Wyrażając żal po śmierci Władysława Bartoszewskiego, Sigmar Gabriel, niemiecki wicekanclerz, stwierdził, że zmarły przed kilkoma dniami były szef polskiej dyplomacji był Żydem, ofiarą represji w getcie warszawskim.
Stanowisko tego wpływowego polityka niemieckiej socjaldemokracji, będącego również ministrem gospodarki i energii, zamieścił serwis partyjny Spd.de.
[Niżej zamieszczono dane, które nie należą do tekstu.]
//! Renderable models.
//!
//! A [`RenderableModel`] pairs a [`MeshGroup`] with a world transform and a
//! lazily cached local-space bounding sphere. The cache is dropped by every
//! operation that rewrites vertex data; the world-space sphere is derived
//! from the cached local sphere and the current world matrix on every query,
//! so transform changes can never serve a stale world sphere.

use std::hash::{DefaultHasher, Hash, Hasher};

use glam::{Mat4, Vec3};
use uuid::Uuid;

use crate::errors::{GloamError, Result};
use crate::resources::mesh::MeshGroup;
use crate::scene::bounds::BoundingSphere;

#[derive(Debug)]
pub struct RenderableModel {
    pub uuid: Uuid,
    /// Short display id derived from the uuid, for logs and overlays.
    pub id: u64,
    pub name: String,
    pub geometry: MeshGroup,
    world_transform: Mat4,
    cached_local_bounds: Option<BoundingSphere>,
}

impl RenderableModel {
    #[must_use]
    pub fn new(name: impl Into<String>, geometry: MeshGroup) -> Self {
        let uuid = Uuid::new_v4();
        let mut hasher = DefaultHasher::new();
        uuid.hash(&mut hasher);
        Self {
            uuid,
            id: hasher.finish(),
            name: name.into(),
            geometry,
            world_transform: Mat4::IDENTITY,
            cached_local_bounds: None,
        }
    }

    /// Builder for the legacy single-texture content path, where diffuse,
    /// specular and normal data arrive pre-baked in one combined map.
    ///
    /// # Errors
    ///
    /// Always returns [`GloamError::Unimplemented`]; the combined-map decoder
    /// has no equivalent on this renderer yet.
    pub fn from_combined_maps(_name: &str, _geometry: MeshGroup) -> Result<Self> {
        Err(GloamError::Unimplemented(
            "model construction from combined texture maps",
        ))
    }

    #[inline]
    #[must_use]
    pub fn world_transform(&self) -> Mat4 {
        self.world_transform
    }

    pub fn set_world_transform(&mut self, transform: Mat4) {
        self.world_transform = transform;
    }

    /// Local-space bounding sphere, recomputed only after geometry edits.
    pub fn local_bounding_sphere(&mut self) -> BoundingSphere {
        if let Some(cached) = self.cached_local_bounds {
            return cached;
        }
        let sphere = self.geometry.local_bounds();
        self.cached_local_bounds = Some(sphere);
        sphere
    }

    /// Local sphere carried through the current world matrix.
    pub fn world_bounding_sphere(&mut self) -> BoundingSphere {
        let local = self.local_bounding_sphere();
        if local.is_sentinel() {
            return local;
        }
        local.transformed(&self.world_transform)
    }

    // ========================================================================
    // Extent accessors
    // ========================================================================

    /// Axis-aligned extent of the local geometry.
    #[must_use]
    pub fn size(&self) -> Vec3 {
        self.geometry
            .bounds_min_max()
            .map_or(Vec3::ZERO, |(min, max)| max - min)
    }

    /// Midpoint of the local geometry.
    #[must_use]
    pub fn center(&self) -> Vec3 {
        self.geometry
            .bounds_min_max()
            .map_or(Vec3::ZERO, |(min, max)| (min + max) * 0.5)
    }

    /// Midpoint at the geometry's lowest Y, for placing models on a floor.
    #[must_use]
    pub fn center_bottom(&self) -> Vec3 {
        self.geometry.bounds_min_max().map_or(Vec3::ZERO, |(min, max)| {
            let mid = (min + max) * 0.5;
            Vec3::new(mid.x, min.y, mid.z)
        })
    }

    // ========================================================================
    // Geometry mutators. Each bakes into the vertex data and drops the
    // bounds cache.
    // ========================================================================

    /// Uniformly scales the geometry so its largest extent equals `target`.
    /// No-op for empty or degenerate geometry.
    pub fn normalize_size(&mut self, queue: &wgpu::Queue, target: f32) {
        let extent = self.size().max_element();
        if extent <= f32::EPSILON {
            return;
        }
        self.scale(queue, target / extent);
    }

    /// Translates the geometry so its center lands on the local origin.
    pub fn recenter(&mut self, queue: &wgpu::Queue) {
        let center = self.center();
        if center == Vec3::ZERO {
            return;
        }
        self.geometry
            .bake_transform(queue, Mat4::from_translation(-center));
        self.cached_local_bounds = None;
    }

    /// Uniformly scales the geometry about the local origin.
    pub fn scale(&mut self, queue: &wgpu::Queue, factor: f32) {
        self.geometry
            .bake_transform(queue, Mat4::from_scale(Vec3::splat(factor)));
        self.cached_local_bounds = None;
    }
}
Z dokumentu wynika jednoznacznie, że niemiecki polityk nie uważa Bartoszewskiego za Polaka. „Niemcy i Polska zawdzięczają mu coś, co jawi się niewyobrażalnym: On, który musiał wycierpieć okrucieństwa nazistowskich Niemiec, który w warszawskim getcie narażał się na nieludzkie represje i który tam przeżył śmierć niezliczonych rodaków, który musiał cierpieć w Auschwitz, w drugiej połowie XX w. opowiedział się za pojednaniem i przebaczeniem” – czytamy w stanowisku Gabriela.
W rzeczywistości Bartoszewski nie mieszkał w getcie, choć jako członek polskiej Żegoty brał udział w pomocy „żydowskiej dzielnicy mieszkaniowej”. Do Oświęcimia nie trafił jako Żyd, lecz tak jak wielu Polaków wskutek ulicznej łapanki.